I’ve been thinking a lot about this blog post from danah boyd on the excellent Social Media Collective Research Blog.
She asks four difficult questions about bullying and youth suicide 1) What if the stranger danger/sexual predator moral panic increased LGBT suicide? 2) What if ‘It Gets Better’ increases emotional devastation for some LGBT youth? 3) What if the media spotlight around bullying causes harm to youth? 4) What if us adults are part of the problem?
Mostly I’m too time poor and/or shy to post comments to high profile blogs like this one… but then I got to thinking about walking the talk.
One of the areas I’m exploring in my research is mechanisms by which storytellers engage with their audiences… and one of the points I wished to make in response to the bullying provocations was kids who ‘speak out’ or ‘act/look/feel different’ need affirmation. It strikes me that these are two examples of a big (and simple) communication problem – we don’t often tell people, especially those we don’t know well, how their stories (or thoughts, or behaviour) effect us… Perhaps this is exacerbated by disembodied online communication (eg easier to lurk than participate) but the flip side is that NOT being physically co-present (and in some cases cloaked by anonymity) is, for some people, license to ‘flame’.

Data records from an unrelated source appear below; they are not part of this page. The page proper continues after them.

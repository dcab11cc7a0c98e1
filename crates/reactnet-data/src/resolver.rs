//! Unit-aware value resolution for gas mixtures.
//!
//! Turns a validated gas-status or inlet dictionary into one or more
//! [`GasState`]s in canonical units: temperature in K, pressure in Pa,
//! composition as mass fractions ordered like the thermodynamic model.
//! Exactly two of temperature, pressure and density are given; the missing
//! one is back-solved from the ideal-gas law `P = rho R T / MW`.

use crate::grammars::{COMPOSITION, FUEL, OXIDIZER, STATE};
use reactnet_core::error::ConfigError;
use reactnet_core::id::{SpeciesIndex, StreamId};
use reactnet_core::thermo::{Thermodynamics, R_J_KMOL};
use reactnet_core::units::Quantity;
use reactnet_core::RawDictionary;
use serde::Serialize;
use tracing::debug;

/// Allowed deviation from 1 for fraction-typed compositions.
pub const FRACTION_TOLERANCE: f64 = 1e-6;

/// A fully resolved mixture state.
#[derive(Debug, Clone, PartialEq, Serialize)]
pub struct GasState {
    /// K
    pub temperature: f64,
    /// Pa
    pub pressure: f64,
    pub mass_fractions: Vec<f64>,
}

/// How the values of a composition keyword are to be read.
#[derive(Debug, Clone, Copy, PartialEq, Eq)]
pub enum CompositionBasis {
    MoleFractions,
    MassFractions,
    Moles,
    Masses,
}

impl CompositionBasis {
    /// In the order used by the keyword tables of [`crate::grammars`].
    pub const ALL: [CompositionBasis; 4] = [
        CompositionBasis::MoleFractions,
        CompositionBasis::MassFractions,
        CompositionBasis::Moles,
        CompositionBasis::Masses,
    ];

    /// Fractions must already sum to one; absolute amounts are normalized.
    pub fn is_fraction(self) -> bool {
        matches!(
            self,
            CompositionBasis::MoleFractions | CompositionBasis::MassFractions
        )
    }

    pub fn is_molar(self) -> bool {
        matches!(self, CompositionBasis::MoleFractions | CompositionBasis::Moles)
    }
}

// ===========================================================================
// Scalar values
// ===========================================================================

/// Read a single-string keyword that must be one of `choices`.
pub fn choice<T: Copy>(
    dict: &RawDictionary,
    key: &str,
    choices: &[(&str, T)],
) -> Result<T, ConfigError> {
    let value = dict.read_string(key)?;
    choices
        .iter()
        .find(|(name, _)| *name == value)
        .map(|(_, choice)| *choice)
        .ok_or_else(|| {
            let accepted: Vec<&str> = choices.iter().map(|(name, _)| *name).collect();
            ConfigError::invalid(
                key,
                value,
                &format!("expected one of {}", accepted.join(", ")),
                dict.name(),
            )
        })
}

/// A non-negative integer stream ID.
pub fn to_stream(value: i64, key: &str, block: &str) -> Result<StreamId, ConfigError> {
    StreamId::try_from(value)
        .map_err(|_| ConfigError::invalid(key, value, "stream IDs must be non-negative", block))
}

pub fn stream(dict: &RawDictionary, key: &str) -> Result<StreamId, ConfigError> {
    to_stream(dict.read_int(key)?, key, dict.name())
}

pub fn streams(dict: &RawDictionary, key: &str) -> Result<Vec<StreamId>, ConfigError> {
    dict.read_ints(key)?
        .into_iter()
        .map(|value| to_stream(value, key, dict.name()))
        .collect()
}

/// Read a `value unit` keyword and convert it to the canonical unit of `quantity`.
pub fn measure(dict: &RawDictionary, key: &str, quantity: Quantity) -> Result<f64, ConfigError> {
    let (value, unit) = dict.read_measure(key)?;
    quantity
        .to_canonical(value, unit)
        .map_err(|e| ConfigError::unit(e, dict.name()))
}

/// Like [`measure`], but `None` when the keyword is absent.
pub fn optional_measure(
    dict: &RawDictionary,
    key: &str,
    quantity: Quantity,
) -> Result<Option<f64>, ConfigError> {
    if dict.exists(key) {
        measure(dict, key, quantity).map(Some)
    } else {
        Ok(None)
    }
}

/// Like [`measure`], but the canonical value must be strictly positive.
pub fn positive_measure(
    dict: &RawDictionary,
    key: &str,
    quantity: Quantity,
) -> Result<f64, ConfigError> {
    let value = measure(dict, key, quantity)?;
    if value > 0.0 && value.is_finite() {
        Ok(value)
    } else {
        Err(ConfigError::invalid(key, value, "must be positive", dict.name()))
    }
}

// ===========================================================================
// Composition
// ===========================================================================

/// Read `key` as `name value` pairs and return them normalized to sum to one,
/// on the keyword's own basis (mole or mass), indexed like the species model.
pub fn normalized_fractions(
    dict: &RawDictionary,
    key: &str,
    basis: CompositionBasis,
    thermo: &impl Thermodynamics,
) -> Result<Vec<f64>, ConfigError> {
    let block = dict.name();
    let pairs = dict.read_named_doubles(key)?;
    let mut values = vec![0.0; thermo.number_of_species()];
    let mut seen = vec![false; values.len()];

    for (name, value) in &pairs {
        let index = thermo
            .index_of_species(name)
            .ok_or_else(|| ConfigError::UnknownSpeciesName {
                name: name.clone(),
                block: block.to_string(),
            })?;
        if seen[index.0] {
            return Err(ConfigError::invalid(key, name, "species listed more than once", block));
        }
        if *value < 0.0 {
            return Err(ConfigError::invalid(key, value, "amounts must be non-negative", block));
        }
        seen[index.0] = true;
        values[index.0] = *value;
    }

    let sum: f64 = values.iter().sum();
    if basis.is_fraction() && (sum - 1.0).abs() > FRACTION_TOLERANCE {
        return Err(ConfigError::CompositionNotNormalized {
            sum,
            block: block.to_string(),
        });
    }
    if !(sum > 0.0 && sum.is_finite()) {
        return Err(ConfigError::invalid(key, sum, "total amount must be positive and finite", block));
    }
    values.iter_mut().for_each(|v| *v /= sum);
    Ok(values)
}

/// Resolve a composition keyword into mass fractions.
pub fn resolve_composition(
    dict: &RawDictionary,
    key: &str,
    basis: CompositionBasis,
    thermo: &impl Thermodynamics,
) -> Result<Vec<f64>, ConfigError> {
    let fractions = normalized_fractions(dict, key, basis, thermo)?;
    if basis.is_molar() {
        Ok(thermo.mass_fractions_from_mole_fractions(&fractions).0)
    } else {
        Ok(fractions)
    }
}

/// Mole fractions of a composition keyword, whatever its basis.
fn resolve_mole_fractions(
    dict: &RawDictionary,
    key: &str,
    basis: CompositionBasis,
    thermo: &impl Thermodynamics,
) -> Result<Vec<f64>, ConfigError> {
    let fractions = normalized_fractions(dict, key, basis, thermo)?;
    if basis.is_molar() {
        Ok(fractions)
    } else {
        Ok(thermo.mole_fractions_from_mass_fractions(&fractions).0)
    }
}

/// The first present keyword of `candidates`, with its basis.
fn present_source<'a>(
    dict: &RawDictionary,
    candidates: &[&'a str],
) -> Option<(&'a str, CompositionBasis)> {
    candidates
        .iter()
        .zip(CompositionBasis::ALL)
        .find(|(key, _)| dict.exists(key))
        .map(|(key, basis)| (*key, basis))
}

fn missing_group(dict: &RawDictionary, group: &str, required: usize) -> ConfigError {
    ConfigError::UnderSpecified {
        group: group.to_string(),
        required,
        found: 0,
        block: dict.name().to_string(),
    }
}

/// Moles of O2 a mixture needs for complete oxidation (negative if it supplies O2).
fn oxygen_demand(mole_fractions: &[f64], thermo: &impl Thermodynamics) -> f64 {
    mole_fractions
        .iter()
        .enumerate()
        .map(|(i, x)| x * thermo.oxygen_demand(SpeciesIndex(i)))
        .sum()
}

/// One mass-fraction vector per equivalence ratio.
///
/// For a ratio `phi`, `n` moles of oxidizer are mixed with one mole of fuel,
/// where `n = demand(fuel) / (phi * supply(oxidizer))`.
pub fn equivalence_ratio_compositions(
    dict: &RawDictionary,
    thermo: &impl Thermodynamics,
) -> Result<Vec<Vec<f64>>, ConfigError> {
    let block = dict.name();
    let ratios = dict.read_doubles("@EquivalenceRatio")?;
    let (fuel_key, fuel_basis) =
        present_source(dict, &FUEL).ok_or_else(|| missing_group(dict, "fuel", 1))?;
    let (ox_key, ox_basis) =
        present_source(dict, &OXIDIZER).ok_or_else(|| missing_group(dict, "oxidizer", 1))?;

    let fuel = resolve_mole_fractions(dict, fuel_key, fuel_basis, thermo)?;
    let oxidizer = resolve_mole_fractions(dict, ox_key, ox_basis, thermo)?;

    let demand = oxygen_demand(&fuel, thermo);
    if demand <= 0.0 {
        return Err(ConfigError::invalid(fuel_key, demand, "fuel has no oxygen demand", block));
    }
    let supply = -oxygen_demand(&oxidizer, thermo);
    if supply <= 0.0 {
        return Err(ConfigError::invalid(ox_key, supply, "oxidizer supplies no oxygen", block));
    }

    ratios
        .iter()
        .map(|&phi| {
            if phi <= 0.0 {
                return Err(ConfigError::invalid(
                    "@EquivalenceRatio",
                    phi,
                    "must be positive",
                    block,
                ));
            }
            let n = demand / (phi * supply);
            let mixture: Vec<f64> = fuel
                .iter()
                .zip(&oxidizer)
                .map(|(f, o)| (f + n * o) / (1.0 + n))
                .collect();
            Ok(thermo.mass_fractions_from_mole_fractions(&mixture).0)
        })
        .collect()
}

/// Every composition the block describes: one for a plain composition
/// keyword, one per ratio for `@EquivalenceRatio`.
pub fn resolve_compositions(
    dict: &RawDictionary,
    thermo: &impl Thermodynamics,
) -> Result<Vec<Vec<f64>>, ConfigError> {
    if dict.exists("@EquivalenceRatio") {
        return equivalence_ratio_compositions(dict, thermo);
    }
    let (key, basis) = present_source(dict, &COMPOSITION[..4])
        .ok_or_else(|| missing_group(dict, "composition", 1))?;
    Ok(vec![resolve_composition(dict, key, basis, thermo)?])
}

// ===========================================================================
// Thermodynamic state
// ===========================================================================

/// Mixture molecular weight for a density back-solve; needs a single composition.
fn single_molecular_weight(
    compositions: &[Vec<f64>],
    density: f64,
    block: &str,
    thermo: &impl Thermodynamics,
) -> Result<f64, ConfigError> {
    match compositions {
        [single] => Ok(thermo.molecular_weight_from_mass_fractions(single)),
        _ => Err(ConfigError::invalid(
            "@Density",
            density,
            "cannot be combined with more than one equivalence ratio",
            block,
        )),
    }
}

/// Resolve the gas states of a block.
///
/// Returns one state per composition. Temperature and pressure are shared by
/// all states; density may only be used when there is a single composition.
pub fn resolve_gas_states(
    dict: &RawDictionary,
    thermo: &impl Thermodynamics,
) -> Result<Vec<GasState>, ConfigError> {
    let block = dict.name();
    let temperature = optional_measure(dict, STATE[0], Quantity::Temperature)?;
    let pressure = optional_measure(dict, STATE[1], Quantity::Pressure)?;
    let density = optional_measure(dict, STATE[2], Quantity::Density)?;

    for (key, value) in STATE.iter().zip([temperature, pressure, density]) {
        if let Some(v) = value {
            if !(v > 0.0 && v.is_finite()) {
                return Err(ConfigError::invalid(key, v, "must be positive", block));
            }
        }
    }

    let compositions = resolve_compositions(dict, thermo)?;

    let (temperature, pressure) = match (temperature, pressure, density) {
        (Some(t), Some(p), None) => (t, p),
        (Some(t), None, Some(rho)) => {
            let mw = single_molecular_weight(&compositions, rho, block, thermo)?;
            let p = rho * R_J_KMOL * t / mw;
            debug!(block, pressure = p, "pressure from ideal-gas law");
            (t, p)
        }
        (None, Some(p), Some(rho)) => {
            let mw = single_molecular_weight(&compositions, rho, block, thermo)?;
            let t = p * mw / (R_J_KMOL * rho);
            debug!(block, temperature = t, "temperature from ideal-gas law");
            (t, p)
        }
        (t, p, rho) => {
            let found = [t, p, rho].iter().filter(|v| v.is_some()).count();
            return Err(if found < 2 {
                ConfigError::UnderSpecified {
                    group: "state".to_string(),
                    required: 2,
                    found,
                    block: block.to_string(),
                }
            } else {
                ConfigError::OverSpecified {
                    group: "state".to_string(),
                    allowed: 2,
                    found,
                    block: block.to_string(),
                }
            });
        }
    };

    Ok(compositions
        .into_iter()
        .map(|mass_fractions| GasState {
            temperature,
            pressure,
            mass_fractions,
        })
        .collect())
}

Anyway, I decided it’s time I started ‘being the change that I want to see’… Here’s my response:
Three things I’d like to take up here:
1. Our cultural obsession with happiness – perhaps the campaign should be called ‘It gets better, then worse, then better again…’. Life is, after all, a roller coaster ride so why are we so obsessed with perpetual self-improvement and being happy? Teaching and learning resilience and patience and how to sit with sadness/grief/anger from time to time would better equip us and our kids to survive. Which is, of course, not saying that bullying, victimisation or discrimination is OK, just that bad stuff happens and sometimes it’s a very big challenge to get past it… but time passes, and we move on to other dramas, some good, some bad… some both = always challenging!
2. Our cultural obsession with inner truth – social discourses around adolescence and coming out invariably focus upon congruence with ‘true self’… rather than living with the knowledge that we are always growing and changing and frequently take positions (or ‘perform identities’ as per Goffman, Giddens et al) that are inconsistent with previous incarnations. Gender Queer and Trans people (sometimes) get this but then there’s also the ‘born this way’ discourse that emphasises the ‘innate’. Social convergence illuminates the difficulties of performing different versions of self to different audiences (and we’re often punished for ‘inconsistencies) but, oddly enough no-one accuses a new parent (who behaves differently to how they did when they were a teenager) of being ‘inauthentic’. That kind of personal transformation is socially condoned and ‘normal’.
3. How to develop a culture of affirmation – when people put themselves out there, take social risks, by blogging, vlogging or simply speaking against classroom/social norms they frequently experience deafening silence when they were hoping for support and affirmation. How can we create ‘definitional ceremonies’ (Myerhoff, 1982) or at least cultures where people actually leave a comment or go out of their way to say ‘good job!’. If we model this rather than bitching/gossiping would it actually make a difference? Sounds good, but how do we actually make this happen?
We’re undertaking an experiment in Queer Digital Storytelling as ‘everyday activism’ – you can check it out here: http://www.rainbowfamilytree.com – my daughter (10) and I made a story called ‘Marriage is So Gay!’ that’s about acceptance and speaking out. There are stories by divergent ‘marginalised voices’ – a Gay Muslim; parents of a Trans child; HIV pos people; Aboriginal daughter of Lesbian mums – they’ve all taken a risk in sharing their stories in public spaces and needless to say they thrive on feedback… so far no bullying ; )
Now I’d like to work out how to distill some of these ideas into tangible research questions…
– do face to face community engagement strategies (like Myerhoff’s ‘definitional ceremonies’ and White’s ‘outsider witness’ practices) work in online spaces? Examples?
– how do grassroots communities of marginalised people sustain themselves and grow larger? Do they contribute to social change? Examples?
Care to engage by sharing thoughts anyone?